For our purposes, we simply say this: FreedomRooms releases healing without therapy. We are not opening our rooms for therapy because we are not treating disorders. We are totally involved in surrendering and submitting to the work of Holy Spirit through the use of spiritual gift capacities, anointing for ministry, and the release of kingdom through spiritual power and authority.
We need to get this perspective at the first if we are going to understand our approach. We should also understand that clarifying what we are doing says nothing negative about what other people may be doing.
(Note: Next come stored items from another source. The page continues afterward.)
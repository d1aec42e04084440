//! Persistent CLI profile configuration.

use std::collections::BTreeMap;
use std::path::{Path, PathBuf};

use carnet_core::config::ClientConfig;
use carnet_core::util::normalize_text_option;
use serde::{Deserialize, Serialize};

use crate::error::CliError;

const CONFIG_FILE_NAME: &str = "cli-config.json";
const PROFILE_ENV: &str = "CARNET_PROFILE";

#[derive(Debug, Clone, Default, Serialize, Deserialize, PartialEq, Eq)]
pub struct CliProfilesConfig {
    #[serde(default = "default_config_version")]
    pub version: u32,
    #[serde(default)]
    pub active_profile: Option<String>,
    #[serde(default)]
    pub profiles: BTreeMap<String, ClientConfig>,
}

const fn default_config_version() -> u32 {
    1
}

pub fn default_config_path() -> Result<PathBuf, CliError> {
    dirs::config_dir()
        .map(|dir| dir.join("carnet").join(CONFIG_FILE_NAME))
        .ok_or_else(|| CliError::Config("Failed to resolve CLI config directory".to_string()))
}

pub fn normalize_profile_name(value: Option<&str>) -> Option<String> {
    normalize_text_option(value.map(str::to_string))
}

impl CliProfilesConfig {
    pub fn load() -> Result<Self, CliError> {
        Self::load_from_path(&default_config_path()?)
    }

    pub fn load_from_path(path: &Path) -> Result<Self, CliError> {
        if !path.exists() {
            return Ok(Self::default());
        }

        let raw = std::fs::read_to_string(path).map_err(|error| {
            CliError::Config(format!(
                "Failed to read config at {}: {}",
                path.display(),
                error
            ))
        })?;
        let mut config = serde_json::from_str::<Self>(&raw).map_err(|error| {
            CliError::Config(format!(
                "Failed to parse config at {}: {}",
                path.display(),
                error
            ))
        })?;
        config.normalize();
        Ok(config)
    }

    pub fn save(&self) -> Result<PathBuf, CliError> {
        let path = default_config_path()?;
        self.save_to_path(&path)?;
        Ok(path)
    }

    pub fn save_to_path(&self, path: &Path) -> Result<(), CliError> {
        if let Some(parent) = path.parent() {
            std::fs::create_dir_all(parent)?;
        }

        let mut normalized = self.clone();
        normalized.normalize();
        let serialized = serde_json::to_string_pretty(&normalized)?;
        std::fs::write(path, serialized)?;
        Ok(())
    }

    /// Explicit flag, then `CARNET_PROFILE`, then the active profile.
    pub fn resolve_profile_name(&self, explicit: Option<&str>) -> String {
        self.resolve_profile_name_with_env(explicit, std::env::var(PROFILE_ENV).ok().as_deref())
    }

    fn resolve_profile_name_with_env(&self, explicit: Option<&str>, env: Option<&str>) -> String {
        normalize_profile_name(explicit)
            .or_else(|| normalize_profile_name(env))
            .or_else(|| normalize_profile_name(self.active_profile.as_deref()))
            .unwrap_or_else(|| "default".to_string())
    }

    pub fn profile(&self, name: &str) -> ClientConfig {
        self.profiles.get(name).cloned().unwrap_or_default()
    }

    pub fn profile_mut_or_default(&mut self, name: &str) -> &mut ClientConfig {
        self.profiles.entry(name.to_string()).or_default()
    }

    fn normalize(&mut self) {
        self.active_profile = normalize_profile_name(self.active_profile.as_deref());
        for profile in self.profiles.values_mut() {
            profile.api_base_url = profile.api_base_url();
        }
    }
}

#[cfg(test)]
mod tests {
    use pretty_assertions::assert_eq;

    use super::*;

    #[test]
    fn normalize_profile_name_rejects_empty() {
        assert_eq!(normalize_profile_name(None), None);
        assert_eq!(normalize_profile_name(Some(" ")), None);
        assert_eq!(normalize_profile_name(Some(" work ")), Some("work".to_string()));
    }

    #[test]
    fn config_roundtrip_preserves_profiles() {
        let dir = tempfile::tempdir().unwrap();
        let path = dir.path().join("nested").join(CONFIG_FILE_NAME);

        let mut config = CliProfilesConfig {
            version: 1,
            active_profile: Some(" default ".to_string()),
            profiles: BTreeMap::new(),
        };
        config.profile_mut_or_default("default").api_base_url =
            Some(" https://api.example.com/api ".to_string());

        config.save_to_path(&path).unwrap();
        let loaded = CliProfilesConfig::load_from_path(&path).unwrap();
        assert_eq!(loaded.active_profile.as_deref(), Some("default"));
        assert_eq!(
            loaded.profile("default").api_base_url.as_deref(),
            Some("https://api.example.com/api")
        );
    }

    #[test]
    fn missing_file_loads_defaults() {
        let dir = tempfile::tempdir().unwrap();
        let loaded = CliProfilesConfig::load_from_path(&dir.path().join("absent.json")).unwrap();
        assert_eq!(loaded, CliProfilesConfig::default());
    }

    #[test]
    fn resolve_profile_name_prefers_explicit_then_env_then_active() {
        let config = CliProfilesConfig {
            version: 1,
            active_profile: Some("work".to_string()),
            profiles: BTreeMap::new(),
        };
        assert_eq!(
            config.resolve_profile_name_with_env(Some("mobile"), Some("env")),
            "mobile"
        );
        assert_eq!(config.resolve_profile_name_with_env(None, Some("env")), "env");
        assert_eq!(config.resolve_profile_name_with_env(None, None), "work");
        assert_eq!(
            CliProfilesConfig::default().resolve_profile_name_with_env(None, None),
            "default"
        );
    }
}
use std::io::{self, Write};
use std::path::Path;

use clap::CommandFactory;
use clap_complete::aot::Generator;
use clap_complete::{generate, shells};

use crate::cli::{Cli, CompletionShell};
use crate::error::CliError;

/// Write the completion script to `output_path`, or stdout when omitted.
pub fn run_completions(shell: CompletionShell, output_path: Option<&Path>) -> Result<(), CliError> {
    let script = render_completions(shell);
    match output_path {
        Some(path) => {
            std::fs::write(path, &script)?;
            println!("Wrote {shell:?} completions to {}", path.display());
        }
        None => io::stdout().write_all(&script)?,
    }
    Ok(())
}

pub fn render_completions(shell: CompletionShell) -> Vec<u8> {
    let mut command = Cli::command();
    match shell {
        CompletionShell::Bash => render_with(shells::Bash, &mut command),
        CompletionShell::Zsh => render_with(shells::Zsh, &mut command),
        CompletionShell::Fish => render_with(shells::Fish, &mut command),
    }
}

fn render_with<G: Generator>(generator: G, command: &mut clap::Command) -> Vec<u8> {
    let bin_name = command.get_name().to_string();
    let mut buffer = Vec::new();
    generate(generator, command, bin_name, &mut buffer);
    buffer
}
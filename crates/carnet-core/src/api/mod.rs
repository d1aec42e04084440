//! REST client for the notes/tasks backend.
//!
//! Every data call takes the bearer token explicitly; the session itself is
//! owned by [`SessionGate`](crate::session::SessionGate). An HTTP 401 maps to
//! [`Error::Unauthorized`] so callers can sign out.

use std::fmt;

use reqwest::{Client, RequestBuilder, Response, StatusCode};
use serde::de::DeserializeOwned;
use serde::Deserialize;

use crate::config::ApiEndpoints;
use crate::error::{Error, Result};
use crate::models::{
    Category, CategoryDraft, Note, NoteDraft, NoteId, Task, TaskDraft, TaskId, User,
};
use crate::util::compact_text;
use crate::validation::{validate_login, validate_qr_login_url};

/// Token and profile returned by a successful login.
#[derive(Clone, PartialEq, Eq)]
pub struct Credentials {
    pub access_token: String,
    pub user: User,
}

impl fmt::Debug for Credentials {
    fn fmt(&self, formatter: &mut fmt::Formatter<'_>) -> fmt::Result {
        formatter
            .debug_struct("Credentials")
            .field("access_token", &"[REDACTED]")
            .field("user", &self.user)
            .finish()
    }
}

/// Body of a create/update/delete response.
#[derive(Debug, Clone, PartialEq, Eq)]
pub struct Mutation<T> {
    pub data: Option<T>,
    pub message: Option<String>,
}

impl<T> Default for Mutation<T> {
    fn default() -> Self {
        Self {
            data: None,
            message: None,
        }
    }
}

#[derive(Clone)]
pub struct ApiClient {
    endpoints: ApiEndpoints,
    client: Client,
}

impl ApiClient {
    pub fn new(base_url: &str) -> Result<Self> {
        Ok(Self {
            endpoints: ApiEndpoints::new(base_url)?,
            client: Client::builder().build()?,
        })
    }

    pub const fn endpoints(&self) -> &ApiEndpoints {
        &self.endpoints
    }

    /// Exchange email/password for credentials.
    pub async fn login(&self, email: &str, password: &str) -> Result<Credentials> {
        validate_login(email, password)?;

        let payload = serde_json::json!({
            "email": email,
            "password": password,
        });
        let request = self
            .client
            .post(&self.endpoints.login)
            .header("Accept", "application/json")
            .json(&payload);
        send_login_request(request).await
    }

    /// Follow a scanned QR login URL.
    pub async fn qr_login(&self, url: &str) -> Result<Credentials> {
        validate_qr_login_url(url)?;

        let request = self
            .client
            .get(url.trim())
            .header("Accept", "application/json");
        send_login_request(request).await
    }

    pub async fn list_notes(&self, token: &str) -> Result<Vec<Note>> {
        let request = self.client.get(&self.endpoints.notes);
        fetch_data(request, token).await
    }

    pub async fn get_note(&self, token: &str, id: NoteId) -> Result<Note> {
        let request = self.client.get(self.endpoints.note(id));
        fetch_data(request, token).await
    }

    pub async fn create_note(&self, token: &str, draft: &NoteDraft) -> Result<Mutation<Note>> {
        draft.validate()?;
        let request = self.client.post(&self.endpoints.notes).json(draft);
        mutate(request, token).await
    }

    pub async fn update_note(
        &self,
        token: &str,
        id: NoteId,
        draft: &NoteDraft,
    ) -> Result<Mutation<Note>> {
        draft.validate()?;
        let request = self.client.put(self.endpoints.note(id)).json(draft);
        mutate(request, token).await
    }

    pub async fn delete_note(&self, token: &str, id: NoteId) -> Result<Mutation<Note>> {
        let request = self.client.delete(self.endpoints.note(id));
        mutate(request, token).await
    }

    pub async fn list_categories(&self, token: &str) -> Result<Vec<Category>> {
        let request = self.client.get(&self.endpoints.categories);
        fetch_data(request, token).await
    }

    pub async fn create_category(
        &self,
        token: &str,
        draft: &CategoryDraft,
    ) -> Result<Mutation<Category>> {
        draft.validate()?;
        let request = self.client.post(&self.endpoints.categories).json(draft);
        mutate(request, token).await
    }

    pub async fn list_tasks(&self, token: &str) -> Result<Vec<Task>> {
        let request = self.client.get(&self.endpoints.tasks);
        fetch_data(request, token).await
    }

    pub async fn get_task(&self, token: &str, id: TaskId) -> Result<Task> {
        let request = self.client.get(self.endpoints.task(id));
        fetch_data(request, token).await
    }

    /// Blank subtasks are dropped before the draft is sent.
    pub async fn create_task(&self, token: &str, draft: TaskDraft) -> Result<Mutation<Task>> {
        let draft = draft.normalized()?;
        let request = self.client.post(&self.endpoints.tasks).json(&draft);
        mutate(request, token).await
    }

    pub async fn update_task(
        &self,
        token: &str,
        id: TaskId,
        draft: TaskDraft,
    ) -> Result<Mutation<Task>> {
        let draft = draft.normalized()?;
        let request = self.client.put(self.endpoints.task(id)).json(&draft);
        mutate(request, token).await
    }

    pub async fn delete_task(&self, token: &str, id: TaskId) -> Result<Mutation<Task>> {
        let request = self.client.delete(self.endpoints.task(id));
        mutate(request, token).await
    }

    /// Flip the completion flag of a task server-side.
    pub async fn toggle_task(&self, token: &str, id: TaskId) -> Result<Mutation<Task>> {
        let request = self.client.patch(self.endpoints.task_toggle(id));
        mutate(request, token).await
    }
}

async fn send_login_request(request: RequestBuilder) -> Result<Credentials> {
    let response = request.send().await?;
    let status = response.status();
    let body = response.text().await?;
    parse_login_response(status, &body)
}

async fn fetch_data<T: DeserializeOwned>(request: RequestBuilder, token: &str) -> Result<T> {
    let response = send_authorized(request, token).await?;
    let envelope = response.json::<DataEnvelope<T>>().await?;
    Ok(envelope.data)
}

async fn mutate<T: DeserializeOwned>(request: RequestBuilder, token: &str) -> Result<Mutation<T>> {
    let response = send_authorized(request, token).await?;
    let body = response.text().await?;
    Ok(parse_mutation(&body))
}

async fn send_authorized(request: RequestBuilder, token: &str) -> Result<Response> {
    let response = request
        .bearer_auth(token)
        .header("Accept", "application/json")
        .send()
        .await?;

    let status = response.status();
    if status == StatusCode::UNAUTHORIZED {
        return Err(Error::Unauthorized);
    }
    if !status.is_success() {
        let body = response.text().await.unwrap_or_default();
        return Err(Error::Api(parse_api_error(status, &body)));
    }
    Ok(response)
}

#[derive(Debug, Deserialize)]
struct DataEnvelope<T> {
    data: T,
}

#[derive(Debug, Deserialize)]
struct MutationEnvelope<T> {
    data: Option<T>,
    message: Option<String>,
}

#[derive(Debug, Deserialize)]
struct LoginResponse {
    access_token: Option<String>,
    user: Option<serde_json::Value>,
    message: Option<String>,
}

#[derive(Debug, Deserialize)]
struct ErrorResponse {
    message: Option<String>,
    error: Option<String>,
}

fn parse_login_response(status: StatusCode, body: &str) -> Result<Credentials> {
    let Ok(payload) = serde_json::from_str::<LoginResponse>(body) else {
        if status.is_success() {
            return Err(Error::Api("invalid JSON in login response".to_string()));
        }
        return Err(Error::Api(parse_api_error(status, body)));
    };

    let token = payload
        .access_token
        .filter(|token| !token.trim().is_empty());
    let Some(access_token) = token.filter(|_| status.is_success()) else {
        let message = payload
            .message
            .map(|message| compact_text(&message))
            .filter(|message| !message.is_empty())
            .unwrap_or_else(|| {
                if status.is_success() {
                    "login response did not include an access token".to_string()
                } else {
                    format!("authentication failed (HTTP {})", status.as_u16())
                }
            });
        return Err(Error::Api(message));
    };

    let raw_user = payload
        .user
        .ok_or_else(|| Error::Api("login response did not include a user profile".to_string()))?;
    let user = serde_json::from_value::<User>(raw_user)
        .map_err(Error::from)
        .and_then(|user| user.validate().map(|()| user))
        .map_err(|error| Error::Api(format!("login response user is unusable: {error}")))?;

    Ok(Credentials { access_token, user })
}

fn parse_mutation<T: DeserializeOwned>(body: &str) -> Mutation<T> {
    if body.trim().is_empty() {
        return Mutation::default();
    }
    match serde_json::from_str::<MutationEnvelope<T>>(body) {
        Ok(envelope) => Mutation {
            data: envelope.data,
            message: envelope.message,
        },
        Err(error) => {
            tracing::debug!("Ignoring unrecognized mutation response body: {error}");
            Mutation::default()
        }
    }
}

fn parse_api_error(status: StatusCode, body: &str) -> String {
    if let Ok(payload) = serde_json::from_str::<ErrorResponse>(body) {
        if let Some(message) = payload.message.or(payload.error) {
            return format!("{} ({})", compact_text(&message), status.as_u16());
        }
    }

    let trimmed = compact_text(body);
    if trimmed.is_empty() {
        format!("HTTP {}", status.as_u16())
    } else {
        format!("{} ({})", trimmed, status.as_u16())
    }
}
We don’t say, “Counseling is wrong.” We don’t say, “Counseling means that you aren’t trusting God.” We aren’t saying, “Counseling is of the devil.”
We are saying, “Here’s what we do.” If someone asks for therapeutic counseling, we say, “We don’t do that.” Simple, right? If someone says, “I need coaching counsel,” we say, “We do that but not in FreedomRooms. FreedomRooms is not a counseling session but a time of specific prayer ministry. Counseling occurs in a different setting with a different strategy in our ministry.
Like FreedomMinistry International, we provide redemptive ministry. We are anointed to announce to you personally that everything Jesus did on the Cross is available for you right now through surrender and submission, through repentance and faith.